[Instructions for the task]
Among the entries below, find the line with "repository dc19b00f19ec86dc", then quote it and each following line up to and including the line with "pub struct Model", and nothing else.

##### Records for this exercise #####

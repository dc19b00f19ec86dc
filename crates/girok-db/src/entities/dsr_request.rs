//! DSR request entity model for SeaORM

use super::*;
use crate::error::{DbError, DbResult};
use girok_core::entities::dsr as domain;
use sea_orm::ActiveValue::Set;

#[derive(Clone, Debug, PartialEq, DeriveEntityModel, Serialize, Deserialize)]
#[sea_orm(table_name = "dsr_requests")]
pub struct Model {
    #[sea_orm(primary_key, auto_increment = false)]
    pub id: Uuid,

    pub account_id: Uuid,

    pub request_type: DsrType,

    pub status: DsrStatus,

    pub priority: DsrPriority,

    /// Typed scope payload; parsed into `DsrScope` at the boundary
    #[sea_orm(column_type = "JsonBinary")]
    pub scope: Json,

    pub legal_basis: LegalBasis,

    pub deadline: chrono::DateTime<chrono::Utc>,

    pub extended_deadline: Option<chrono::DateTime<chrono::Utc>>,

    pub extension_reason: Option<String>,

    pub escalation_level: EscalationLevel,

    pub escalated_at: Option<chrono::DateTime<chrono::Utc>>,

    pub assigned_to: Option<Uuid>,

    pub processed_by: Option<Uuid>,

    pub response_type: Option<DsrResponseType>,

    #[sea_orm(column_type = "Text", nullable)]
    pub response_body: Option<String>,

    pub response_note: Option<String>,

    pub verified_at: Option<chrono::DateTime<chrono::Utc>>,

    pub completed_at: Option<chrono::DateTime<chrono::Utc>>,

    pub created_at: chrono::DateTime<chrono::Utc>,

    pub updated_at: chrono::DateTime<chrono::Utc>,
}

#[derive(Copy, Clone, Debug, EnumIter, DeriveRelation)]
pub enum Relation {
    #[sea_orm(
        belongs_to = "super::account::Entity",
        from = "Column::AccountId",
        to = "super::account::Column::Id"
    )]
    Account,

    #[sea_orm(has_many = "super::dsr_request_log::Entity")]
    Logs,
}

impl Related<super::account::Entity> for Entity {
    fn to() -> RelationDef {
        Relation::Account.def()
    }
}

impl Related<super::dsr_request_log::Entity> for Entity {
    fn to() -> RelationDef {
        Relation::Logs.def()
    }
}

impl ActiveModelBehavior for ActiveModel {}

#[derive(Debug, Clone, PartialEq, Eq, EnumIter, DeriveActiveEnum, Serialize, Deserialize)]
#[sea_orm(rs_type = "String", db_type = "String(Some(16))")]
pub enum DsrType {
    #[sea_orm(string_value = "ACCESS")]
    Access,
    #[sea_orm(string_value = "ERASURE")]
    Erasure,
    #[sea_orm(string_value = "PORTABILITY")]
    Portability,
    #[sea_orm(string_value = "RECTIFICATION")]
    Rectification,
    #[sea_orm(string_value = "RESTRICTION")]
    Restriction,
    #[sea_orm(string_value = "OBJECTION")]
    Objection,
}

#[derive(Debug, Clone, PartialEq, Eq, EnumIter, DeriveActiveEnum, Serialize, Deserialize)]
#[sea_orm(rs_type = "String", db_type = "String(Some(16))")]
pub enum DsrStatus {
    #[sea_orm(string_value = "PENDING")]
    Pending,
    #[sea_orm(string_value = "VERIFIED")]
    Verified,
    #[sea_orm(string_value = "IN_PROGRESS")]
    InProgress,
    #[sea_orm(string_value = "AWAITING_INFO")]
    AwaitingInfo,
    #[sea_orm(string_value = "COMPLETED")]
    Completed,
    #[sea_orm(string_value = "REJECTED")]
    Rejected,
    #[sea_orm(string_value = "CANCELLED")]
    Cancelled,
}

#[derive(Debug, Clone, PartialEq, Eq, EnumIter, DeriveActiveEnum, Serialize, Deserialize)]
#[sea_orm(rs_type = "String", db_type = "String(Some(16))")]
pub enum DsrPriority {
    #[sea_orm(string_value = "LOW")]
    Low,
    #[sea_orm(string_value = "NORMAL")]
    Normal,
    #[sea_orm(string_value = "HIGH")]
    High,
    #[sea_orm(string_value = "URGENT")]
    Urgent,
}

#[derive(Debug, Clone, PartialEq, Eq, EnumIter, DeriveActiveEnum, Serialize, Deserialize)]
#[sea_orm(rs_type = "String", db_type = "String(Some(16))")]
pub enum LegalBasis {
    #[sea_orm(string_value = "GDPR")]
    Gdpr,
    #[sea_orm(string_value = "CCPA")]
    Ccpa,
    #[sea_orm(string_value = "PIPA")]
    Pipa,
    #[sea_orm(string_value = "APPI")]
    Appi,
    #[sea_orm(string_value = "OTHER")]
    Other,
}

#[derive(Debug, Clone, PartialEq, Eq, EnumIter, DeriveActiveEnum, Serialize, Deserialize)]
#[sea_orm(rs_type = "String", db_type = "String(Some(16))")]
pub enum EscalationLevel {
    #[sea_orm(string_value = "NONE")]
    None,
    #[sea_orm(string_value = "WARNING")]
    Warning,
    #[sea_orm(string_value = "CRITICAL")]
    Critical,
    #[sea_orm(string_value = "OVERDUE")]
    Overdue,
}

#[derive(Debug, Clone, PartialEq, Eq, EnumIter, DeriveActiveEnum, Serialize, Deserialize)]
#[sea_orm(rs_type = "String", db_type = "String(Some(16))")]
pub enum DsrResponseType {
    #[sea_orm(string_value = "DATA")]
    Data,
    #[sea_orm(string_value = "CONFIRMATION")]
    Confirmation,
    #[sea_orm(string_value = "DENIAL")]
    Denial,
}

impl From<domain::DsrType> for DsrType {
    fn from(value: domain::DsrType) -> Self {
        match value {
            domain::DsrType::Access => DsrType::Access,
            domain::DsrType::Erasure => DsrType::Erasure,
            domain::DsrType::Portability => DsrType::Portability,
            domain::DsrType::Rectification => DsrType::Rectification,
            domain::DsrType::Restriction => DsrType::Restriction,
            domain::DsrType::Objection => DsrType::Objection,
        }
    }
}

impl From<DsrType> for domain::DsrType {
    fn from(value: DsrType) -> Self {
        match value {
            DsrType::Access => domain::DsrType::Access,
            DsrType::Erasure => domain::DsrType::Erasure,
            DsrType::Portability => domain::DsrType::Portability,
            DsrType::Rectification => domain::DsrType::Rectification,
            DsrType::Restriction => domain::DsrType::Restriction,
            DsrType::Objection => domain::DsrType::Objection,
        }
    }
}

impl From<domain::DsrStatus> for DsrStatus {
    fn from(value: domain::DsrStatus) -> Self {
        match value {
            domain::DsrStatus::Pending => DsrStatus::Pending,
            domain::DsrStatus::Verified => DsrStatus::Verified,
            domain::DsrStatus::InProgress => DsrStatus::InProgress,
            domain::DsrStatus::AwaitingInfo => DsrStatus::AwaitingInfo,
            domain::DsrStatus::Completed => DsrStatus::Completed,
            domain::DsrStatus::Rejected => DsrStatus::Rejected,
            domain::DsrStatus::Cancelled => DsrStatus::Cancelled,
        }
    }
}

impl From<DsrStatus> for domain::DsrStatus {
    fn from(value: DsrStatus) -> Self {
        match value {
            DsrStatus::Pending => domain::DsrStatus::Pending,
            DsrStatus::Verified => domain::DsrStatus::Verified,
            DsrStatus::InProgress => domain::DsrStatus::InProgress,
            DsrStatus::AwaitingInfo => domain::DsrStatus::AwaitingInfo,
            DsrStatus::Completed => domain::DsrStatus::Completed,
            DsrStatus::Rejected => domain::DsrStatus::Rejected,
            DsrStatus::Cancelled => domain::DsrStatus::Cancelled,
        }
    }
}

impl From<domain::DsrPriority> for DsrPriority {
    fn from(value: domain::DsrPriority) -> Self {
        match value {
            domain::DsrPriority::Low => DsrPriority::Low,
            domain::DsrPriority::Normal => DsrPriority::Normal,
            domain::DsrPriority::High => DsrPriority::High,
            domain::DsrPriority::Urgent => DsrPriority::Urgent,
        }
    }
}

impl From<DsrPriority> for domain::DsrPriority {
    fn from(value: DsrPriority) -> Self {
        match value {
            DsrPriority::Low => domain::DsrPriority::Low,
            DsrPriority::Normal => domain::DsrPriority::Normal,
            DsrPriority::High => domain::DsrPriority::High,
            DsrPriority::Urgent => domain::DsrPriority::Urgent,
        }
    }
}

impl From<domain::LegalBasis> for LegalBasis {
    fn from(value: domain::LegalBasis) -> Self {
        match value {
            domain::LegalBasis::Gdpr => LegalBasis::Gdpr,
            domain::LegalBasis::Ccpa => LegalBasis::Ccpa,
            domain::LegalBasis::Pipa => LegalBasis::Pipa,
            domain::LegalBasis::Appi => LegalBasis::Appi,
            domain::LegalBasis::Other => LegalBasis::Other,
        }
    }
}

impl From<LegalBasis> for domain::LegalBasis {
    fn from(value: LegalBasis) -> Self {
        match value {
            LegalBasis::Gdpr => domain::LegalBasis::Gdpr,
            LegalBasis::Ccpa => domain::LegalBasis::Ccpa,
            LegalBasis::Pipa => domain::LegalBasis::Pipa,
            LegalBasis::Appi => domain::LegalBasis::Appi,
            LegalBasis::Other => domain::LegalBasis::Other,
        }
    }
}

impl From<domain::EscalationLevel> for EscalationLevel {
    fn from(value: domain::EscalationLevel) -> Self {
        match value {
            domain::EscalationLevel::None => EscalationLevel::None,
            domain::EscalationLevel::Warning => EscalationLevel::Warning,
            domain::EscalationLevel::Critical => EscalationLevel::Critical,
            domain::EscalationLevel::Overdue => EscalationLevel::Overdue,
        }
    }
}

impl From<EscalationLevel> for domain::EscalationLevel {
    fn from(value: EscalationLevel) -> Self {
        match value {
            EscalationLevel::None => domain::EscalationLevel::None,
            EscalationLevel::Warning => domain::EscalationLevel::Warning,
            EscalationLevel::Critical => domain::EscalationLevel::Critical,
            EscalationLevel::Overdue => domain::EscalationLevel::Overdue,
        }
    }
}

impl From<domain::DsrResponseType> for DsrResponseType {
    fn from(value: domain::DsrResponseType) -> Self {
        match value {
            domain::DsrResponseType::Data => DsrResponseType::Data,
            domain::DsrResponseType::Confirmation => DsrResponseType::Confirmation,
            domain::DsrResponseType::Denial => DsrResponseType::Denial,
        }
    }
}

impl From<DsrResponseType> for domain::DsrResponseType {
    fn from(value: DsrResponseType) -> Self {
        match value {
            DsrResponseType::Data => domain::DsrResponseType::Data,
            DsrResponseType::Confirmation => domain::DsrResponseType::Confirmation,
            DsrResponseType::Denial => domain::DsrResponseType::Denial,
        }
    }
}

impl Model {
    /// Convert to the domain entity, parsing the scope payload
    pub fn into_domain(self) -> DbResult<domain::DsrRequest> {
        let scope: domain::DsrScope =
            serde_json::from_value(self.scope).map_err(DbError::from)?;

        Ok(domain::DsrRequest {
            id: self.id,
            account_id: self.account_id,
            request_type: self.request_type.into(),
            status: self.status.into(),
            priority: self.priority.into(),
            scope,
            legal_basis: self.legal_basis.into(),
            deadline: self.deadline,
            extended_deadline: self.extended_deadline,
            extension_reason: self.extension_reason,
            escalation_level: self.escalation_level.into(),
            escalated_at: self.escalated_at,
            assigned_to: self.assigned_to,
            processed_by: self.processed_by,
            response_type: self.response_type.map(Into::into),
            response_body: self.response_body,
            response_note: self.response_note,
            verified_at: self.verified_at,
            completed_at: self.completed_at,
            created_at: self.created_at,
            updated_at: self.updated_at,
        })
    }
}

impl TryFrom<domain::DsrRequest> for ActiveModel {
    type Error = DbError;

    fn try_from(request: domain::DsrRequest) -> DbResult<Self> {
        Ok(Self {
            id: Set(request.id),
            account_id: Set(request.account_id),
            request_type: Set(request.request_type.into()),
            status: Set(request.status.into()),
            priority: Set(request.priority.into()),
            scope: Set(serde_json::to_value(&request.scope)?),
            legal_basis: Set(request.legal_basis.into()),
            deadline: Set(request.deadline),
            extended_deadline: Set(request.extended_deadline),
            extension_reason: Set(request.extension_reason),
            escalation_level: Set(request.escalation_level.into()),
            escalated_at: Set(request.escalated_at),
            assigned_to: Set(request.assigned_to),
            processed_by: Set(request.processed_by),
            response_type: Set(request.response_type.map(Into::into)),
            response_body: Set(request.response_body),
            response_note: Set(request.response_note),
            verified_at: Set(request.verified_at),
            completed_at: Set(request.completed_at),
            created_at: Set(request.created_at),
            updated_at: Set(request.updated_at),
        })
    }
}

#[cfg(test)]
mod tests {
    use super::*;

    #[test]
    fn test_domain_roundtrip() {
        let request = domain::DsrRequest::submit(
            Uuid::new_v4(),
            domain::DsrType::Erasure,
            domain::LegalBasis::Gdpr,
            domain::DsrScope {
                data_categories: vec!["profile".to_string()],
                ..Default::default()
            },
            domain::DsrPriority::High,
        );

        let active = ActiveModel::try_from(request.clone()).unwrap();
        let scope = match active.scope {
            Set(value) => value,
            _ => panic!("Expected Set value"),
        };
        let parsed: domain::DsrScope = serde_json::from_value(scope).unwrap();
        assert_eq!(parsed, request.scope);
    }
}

#####
##### Records for this exercise #####

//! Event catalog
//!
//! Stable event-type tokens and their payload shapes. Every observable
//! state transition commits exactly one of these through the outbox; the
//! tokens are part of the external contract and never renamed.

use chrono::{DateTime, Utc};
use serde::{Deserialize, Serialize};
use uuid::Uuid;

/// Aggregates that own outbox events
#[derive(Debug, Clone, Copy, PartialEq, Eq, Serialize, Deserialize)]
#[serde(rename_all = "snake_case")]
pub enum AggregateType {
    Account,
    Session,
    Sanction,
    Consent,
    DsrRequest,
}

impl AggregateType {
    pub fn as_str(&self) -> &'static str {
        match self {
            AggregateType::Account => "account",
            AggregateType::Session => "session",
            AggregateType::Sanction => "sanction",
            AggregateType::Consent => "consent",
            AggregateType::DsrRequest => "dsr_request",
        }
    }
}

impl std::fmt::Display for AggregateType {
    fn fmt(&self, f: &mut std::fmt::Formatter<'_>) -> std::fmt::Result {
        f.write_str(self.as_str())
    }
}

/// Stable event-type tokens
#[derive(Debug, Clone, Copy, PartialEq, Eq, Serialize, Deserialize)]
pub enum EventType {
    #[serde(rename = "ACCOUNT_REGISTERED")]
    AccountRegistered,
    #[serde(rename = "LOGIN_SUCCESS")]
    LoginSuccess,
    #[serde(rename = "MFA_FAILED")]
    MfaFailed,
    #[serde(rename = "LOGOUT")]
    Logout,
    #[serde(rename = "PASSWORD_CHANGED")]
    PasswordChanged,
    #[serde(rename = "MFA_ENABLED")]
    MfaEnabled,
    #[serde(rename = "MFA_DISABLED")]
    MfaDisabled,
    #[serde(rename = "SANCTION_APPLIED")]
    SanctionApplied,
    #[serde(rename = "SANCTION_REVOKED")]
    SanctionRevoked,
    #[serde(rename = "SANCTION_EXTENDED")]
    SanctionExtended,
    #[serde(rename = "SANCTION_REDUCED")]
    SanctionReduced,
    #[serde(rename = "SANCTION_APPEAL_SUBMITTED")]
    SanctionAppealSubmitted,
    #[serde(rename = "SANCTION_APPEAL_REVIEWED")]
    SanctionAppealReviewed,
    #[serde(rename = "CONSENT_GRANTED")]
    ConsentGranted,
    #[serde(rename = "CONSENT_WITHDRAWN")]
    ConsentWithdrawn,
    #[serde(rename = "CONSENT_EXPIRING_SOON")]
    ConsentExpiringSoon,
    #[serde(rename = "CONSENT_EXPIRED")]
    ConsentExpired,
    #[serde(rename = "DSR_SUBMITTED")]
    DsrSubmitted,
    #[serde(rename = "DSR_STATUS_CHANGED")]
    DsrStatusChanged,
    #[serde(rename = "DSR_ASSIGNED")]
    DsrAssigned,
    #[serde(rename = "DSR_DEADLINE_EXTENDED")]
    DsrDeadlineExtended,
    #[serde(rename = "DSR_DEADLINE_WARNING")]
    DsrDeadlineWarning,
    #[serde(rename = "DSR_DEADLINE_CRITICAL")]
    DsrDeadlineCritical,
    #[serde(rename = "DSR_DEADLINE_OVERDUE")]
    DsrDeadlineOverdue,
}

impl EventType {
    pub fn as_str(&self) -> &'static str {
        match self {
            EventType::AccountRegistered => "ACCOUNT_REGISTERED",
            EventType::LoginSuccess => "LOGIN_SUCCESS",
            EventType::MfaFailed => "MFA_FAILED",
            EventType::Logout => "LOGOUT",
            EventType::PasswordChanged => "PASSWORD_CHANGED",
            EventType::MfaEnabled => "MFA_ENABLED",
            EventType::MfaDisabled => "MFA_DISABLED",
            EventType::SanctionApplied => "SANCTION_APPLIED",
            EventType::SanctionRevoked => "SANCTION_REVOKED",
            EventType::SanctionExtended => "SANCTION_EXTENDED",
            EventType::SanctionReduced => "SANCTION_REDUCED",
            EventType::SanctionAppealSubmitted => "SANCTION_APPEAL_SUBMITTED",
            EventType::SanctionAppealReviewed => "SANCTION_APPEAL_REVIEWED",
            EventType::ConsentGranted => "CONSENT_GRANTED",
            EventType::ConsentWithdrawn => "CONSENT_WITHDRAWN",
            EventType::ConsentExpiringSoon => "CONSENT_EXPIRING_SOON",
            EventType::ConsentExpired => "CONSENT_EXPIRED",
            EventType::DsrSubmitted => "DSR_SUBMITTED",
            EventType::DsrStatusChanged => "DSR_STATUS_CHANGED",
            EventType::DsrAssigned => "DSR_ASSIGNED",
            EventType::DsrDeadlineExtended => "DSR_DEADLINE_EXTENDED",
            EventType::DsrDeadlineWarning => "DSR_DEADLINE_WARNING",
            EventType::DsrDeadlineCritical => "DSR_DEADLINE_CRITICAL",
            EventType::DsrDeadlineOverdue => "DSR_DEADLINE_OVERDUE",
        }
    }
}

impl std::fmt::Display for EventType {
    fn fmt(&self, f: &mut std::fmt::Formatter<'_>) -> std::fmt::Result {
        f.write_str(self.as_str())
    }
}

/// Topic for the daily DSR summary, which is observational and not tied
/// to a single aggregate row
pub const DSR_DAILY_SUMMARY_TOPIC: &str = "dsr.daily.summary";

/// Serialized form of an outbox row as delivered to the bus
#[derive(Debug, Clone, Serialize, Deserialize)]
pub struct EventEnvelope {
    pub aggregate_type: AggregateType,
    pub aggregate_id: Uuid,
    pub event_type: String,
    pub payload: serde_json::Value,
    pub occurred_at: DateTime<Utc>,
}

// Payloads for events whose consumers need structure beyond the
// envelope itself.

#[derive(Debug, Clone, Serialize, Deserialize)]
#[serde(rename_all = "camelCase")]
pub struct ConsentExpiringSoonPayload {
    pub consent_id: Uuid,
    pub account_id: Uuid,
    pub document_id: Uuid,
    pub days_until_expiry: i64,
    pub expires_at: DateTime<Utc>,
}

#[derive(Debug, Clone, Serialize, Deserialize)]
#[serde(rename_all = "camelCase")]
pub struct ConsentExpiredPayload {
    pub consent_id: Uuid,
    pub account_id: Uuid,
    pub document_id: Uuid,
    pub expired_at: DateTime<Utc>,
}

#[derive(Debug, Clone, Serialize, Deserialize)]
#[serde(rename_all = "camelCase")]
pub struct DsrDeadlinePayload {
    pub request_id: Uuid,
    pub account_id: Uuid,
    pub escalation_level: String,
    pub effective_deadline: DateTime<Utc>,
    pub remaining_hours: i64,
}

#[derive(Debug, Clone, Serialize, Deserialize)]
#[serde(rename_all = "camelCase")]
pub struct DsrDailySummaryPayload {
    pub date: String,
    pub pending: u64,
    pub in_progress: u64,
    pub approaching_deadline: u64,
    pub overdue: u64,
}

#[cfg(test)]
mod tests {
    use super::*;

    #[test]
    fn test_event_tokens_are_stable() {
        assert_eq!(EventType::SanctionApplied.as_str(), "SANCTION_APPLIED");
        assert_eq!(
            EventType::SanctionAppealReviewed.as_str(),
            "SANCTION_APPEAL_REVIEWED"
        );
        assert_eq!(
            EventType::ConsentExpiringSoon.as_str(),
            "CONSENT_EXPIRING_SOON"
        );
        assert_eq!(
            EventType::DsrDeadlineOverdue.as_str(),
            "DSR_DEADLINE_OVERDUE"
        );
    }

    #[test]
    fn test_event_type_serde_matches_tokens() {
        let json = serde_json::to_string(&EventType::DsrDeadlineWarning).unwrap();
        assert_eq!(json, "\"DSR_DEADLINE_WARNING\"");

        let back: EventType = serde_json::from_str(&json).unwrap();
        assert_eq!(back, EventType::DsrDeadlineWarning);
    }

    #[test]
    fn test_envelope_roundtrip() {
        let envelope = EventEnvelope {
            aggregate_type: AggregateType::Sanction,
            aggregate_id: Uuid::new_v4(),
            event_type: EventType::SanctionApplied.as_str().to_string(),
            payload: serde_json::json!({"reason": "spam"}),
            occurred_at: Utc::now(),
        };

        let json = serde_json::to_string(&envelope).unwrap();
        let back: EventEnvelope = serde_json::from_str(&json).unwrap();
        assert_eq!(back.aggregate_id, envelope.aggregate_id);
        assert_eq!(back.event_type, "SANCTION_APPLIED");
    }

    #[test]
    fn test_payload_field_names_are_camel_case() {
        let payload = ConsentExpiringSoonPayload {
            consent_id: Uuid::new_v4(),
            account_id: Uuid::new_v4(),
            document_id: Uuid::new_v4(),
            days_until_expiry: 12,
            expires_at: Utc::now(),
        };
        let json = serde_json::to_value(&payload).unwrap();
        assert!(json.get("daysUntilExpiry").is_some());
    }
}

#####

[Solution to this exercise]
repository dc19b00f19ec86dc
filename crates/girok-db/src/entities/dsr_request.rs
//! DSR request entity model for SeaORM

use super::*;
use crate::error::{DbError, DbResult};
use girok_core::entities::dsr as domain;
use sea_orm::ActiveValue::Set;

#[derive(Clone, Debug, PartialEq, DeriveEntityModel, Serialize, Deserialize)]
#[sea_orm(table_name = "dsr_requests")]
pub struct Model {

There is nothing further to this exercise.